EXERCISE DESCRIPTION -> What follows is a listing to be transcribed exactly.
▼
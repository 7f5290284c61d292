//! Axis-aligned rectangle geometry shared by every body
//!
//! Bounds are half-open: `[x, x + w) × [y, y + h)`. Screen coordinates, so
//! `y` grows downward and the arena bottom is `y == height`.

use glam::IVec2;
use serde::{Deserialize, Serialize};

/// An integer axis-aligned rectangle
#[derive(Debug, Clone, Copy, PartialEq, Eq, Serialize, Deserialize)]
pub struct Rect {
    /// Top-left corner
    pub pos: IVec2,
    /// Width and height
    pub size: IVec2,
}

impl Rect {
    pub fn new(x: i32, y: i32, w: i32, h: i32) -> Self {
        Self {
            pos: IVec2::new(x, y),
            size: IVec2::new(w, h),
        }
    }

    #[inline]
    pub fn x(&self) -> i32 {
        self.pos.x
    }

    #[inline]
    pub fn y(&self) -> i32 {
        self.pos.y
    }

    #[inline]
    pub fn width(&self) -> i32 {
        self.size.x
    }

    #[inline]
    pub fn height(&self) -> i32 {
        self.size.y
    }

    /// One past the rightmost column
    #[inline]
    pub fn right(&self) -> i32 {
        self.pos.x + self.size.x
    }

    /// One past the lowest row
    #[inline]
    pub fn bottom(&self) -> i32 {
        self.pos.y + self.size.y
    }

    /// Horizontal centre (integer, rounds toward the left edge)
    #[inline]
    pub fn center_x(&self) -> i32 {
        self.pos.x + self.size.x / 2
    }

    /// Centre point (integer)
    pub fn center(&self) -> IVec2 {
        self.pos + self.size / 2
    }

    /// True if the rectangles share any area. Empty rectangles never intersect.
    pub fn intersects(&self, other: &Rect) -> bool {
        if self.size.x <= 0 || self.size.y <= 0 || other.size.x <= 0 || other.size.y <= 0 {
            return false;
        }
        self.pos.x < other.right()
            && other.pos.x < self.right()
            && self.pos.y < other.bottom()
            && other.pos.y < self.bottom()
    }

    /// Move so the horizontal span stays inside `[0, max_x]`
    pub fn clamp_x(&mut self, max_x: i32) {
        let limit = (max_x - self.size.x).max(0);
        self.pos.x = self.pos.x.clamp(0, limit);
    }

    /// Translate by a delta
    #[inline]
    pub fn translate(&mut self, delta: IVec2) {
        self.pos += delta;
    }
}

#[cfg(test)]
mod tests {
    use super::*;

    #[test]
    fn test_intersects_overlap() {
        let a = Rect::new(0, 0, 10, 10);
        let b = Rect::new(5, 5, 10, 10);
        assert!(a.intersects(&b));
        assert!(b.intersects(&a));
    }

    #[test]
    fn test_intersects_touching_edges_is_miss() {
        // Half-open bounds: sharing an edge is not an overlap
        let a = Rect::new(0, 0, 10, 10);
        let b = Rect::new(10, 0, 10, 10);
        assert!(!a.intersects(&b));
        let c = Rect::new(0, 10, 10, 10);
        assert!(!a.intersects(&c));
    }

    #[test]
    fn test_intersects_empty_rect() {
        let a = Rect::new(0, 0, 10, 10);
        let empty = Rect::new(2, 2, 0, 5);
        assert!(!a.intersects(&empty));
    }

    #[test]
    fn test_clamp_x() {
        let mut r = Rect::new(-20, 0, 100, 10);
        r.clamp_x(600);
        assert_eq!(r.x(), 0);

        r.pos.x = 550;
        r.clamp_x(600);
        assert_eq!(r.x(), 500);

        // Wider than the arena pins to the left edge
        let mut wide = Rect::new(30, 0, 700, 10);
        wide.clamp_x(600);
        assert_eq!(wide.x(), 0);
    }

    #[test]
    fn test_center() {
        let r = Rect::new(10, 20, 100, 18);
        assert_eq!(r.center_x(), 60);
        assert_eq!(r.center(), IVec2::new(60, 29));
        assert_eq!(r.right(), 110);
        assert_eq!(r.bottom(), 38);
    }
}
▲
PROBLEM SOLUTION ->
repository 7f5290284c61d292
//! Axis-aligned rectangle geometry shared by every body
//!
//! Bounds are half-open: `[x, x + w) × [y, y + h)`. Screen coordinates, so
//! `y` grows downward and the arena bottom is `y == height`.

use glam::IVec2;
use serde::{Deserialize, Serialize};

/// An integer axis-aligned rectangle
#[derive(Debug, Clone, Copy, PartialEq, Eq, Serialize, Deserialize)]
pub struct Rect {
    /// Top-left corner
    pub pos: IVec2,
    /// Width and height
    pub size: IVec2,
}

impl Rect {
    pub fn new(x: i32, y: i32, w: i32, h: i32) -> Self {
        Self {
            pos: IVec2::new(x, y),
            size: IVec2::new(w, h),
        }
    }

    #[inline]
    pub fn x(&self) -> i32 {
        self.pos.x
    }

    #[inline]
    pub fn y(&self) -> i32 {
        self.pos.y
    }

    #[inline]
    pub fn width(&self) -> i32 {
        self.size.x
    }

    #[inline]
    pub fn height(&self) -> i32 {
        self.size.y
    }

    /// One past the rightmost column
    #[inline]
    pub fn right(&self) -> i32 {
        self.pos.x + self.size.x
    }

    /// One past the lowest row
    #[inline]
    pub fn bottom(&self) -> i32 {
        self.pos.y + self.size.y
    }

    /// Horizontal centre (integer, rounds toward the left edge)
    #[inline]
    pub fn center_x(&self) -> i32 {
        self.pos.x + self.size.x / 2
    }

    /// Centre point (integer)
    pub fn center(&self) -> IVec2 {
        self.pos + self.size / 2
    }

    /// True if the rectangles share any area. Empty rectangles never intersect.
    pub fn intersects(&self, other: &Rect) -> bool {
        if self.size.x <= 0 || self.size.y <= 0 || other.size.x <= 0 || other.size.y <= 0 {
            return false;
        }
        self.pos.x < other.right()
            && other.pos.x < self.right()
            && self.pos.y < other.bottom()
            && other.pos.y < self.bottom()
    }

    /// Move so the horizontal span stays inside `[0, max_x]`
    pub fn clamp_x(&mut self, max_x: i32) {
        let limit = (max_x - self.size.x).max(0);
        self.pos.x = self.pos.x.clamp(0, limit);
    }

    /// Translate by a delta
    #[inline]
    pub fn translate(&mut self, delta: IVec2) {
        self.pos += delta;
    }
}

#[cfg(test)]
mod tests {
    use super::*;

    #[test]
    fn test_intersects_overlap() {
        let a = Rect::new(0, 0, 10, 10);
        let b = Rect::new(5, 5, 10, 10);
        assert!(a.intersects(&b));
        assert!(b.intersects(&a));
    }

    #[test]
    fn test_intersects_touching_edges_is_miss() {
        // Half-open bounds: sharing an edge is not an overlap
        let a = Rect::new(0, 0, 10, 10);
        let b = Rect::new(10, 0, 10, 10);
        assert!(!a.intersects(&b));
        let c = Rect::new(0, 10, 10, 10);
        assert!(!a.intersects(&c));
    }

    #[test]
    fn test_intersects_empty_rect() {
        let a = Rect::new(0, 0, 10, 10);
        let empty = Rect::new(2, 2, 0, 5);
        assert!(!a.intersects(&empty));
    }

    #[test]
    fn test_clamp_x() {
        let mut r = Rect::new(-20, 0, 100, 10);
        r.clamp_x(600);
        assert_eq!(r.x(), 0);

        r.pos.x = 550;
        r.clamp_x(600);
        assert_eq!(r.x(), 500);

        // Wider than the arena pins to the left edge
        let mut wide = Rect::new(30, 0, 700, 10);
        wide.clamp_x(600);
        assert_eq!(wide.x(), 0);
    }

    #[test]
    fn test_center() {
        let r = Rect::new(10, 20, 100, 18);
        assert_eq!(r.center_x(), 60);
        assert_eq!(r.center(), IVec2::new(60, 29));
        assert_eq!(r.right(), 110);
        assert_eq!(r.bottom(), 38);
    }
}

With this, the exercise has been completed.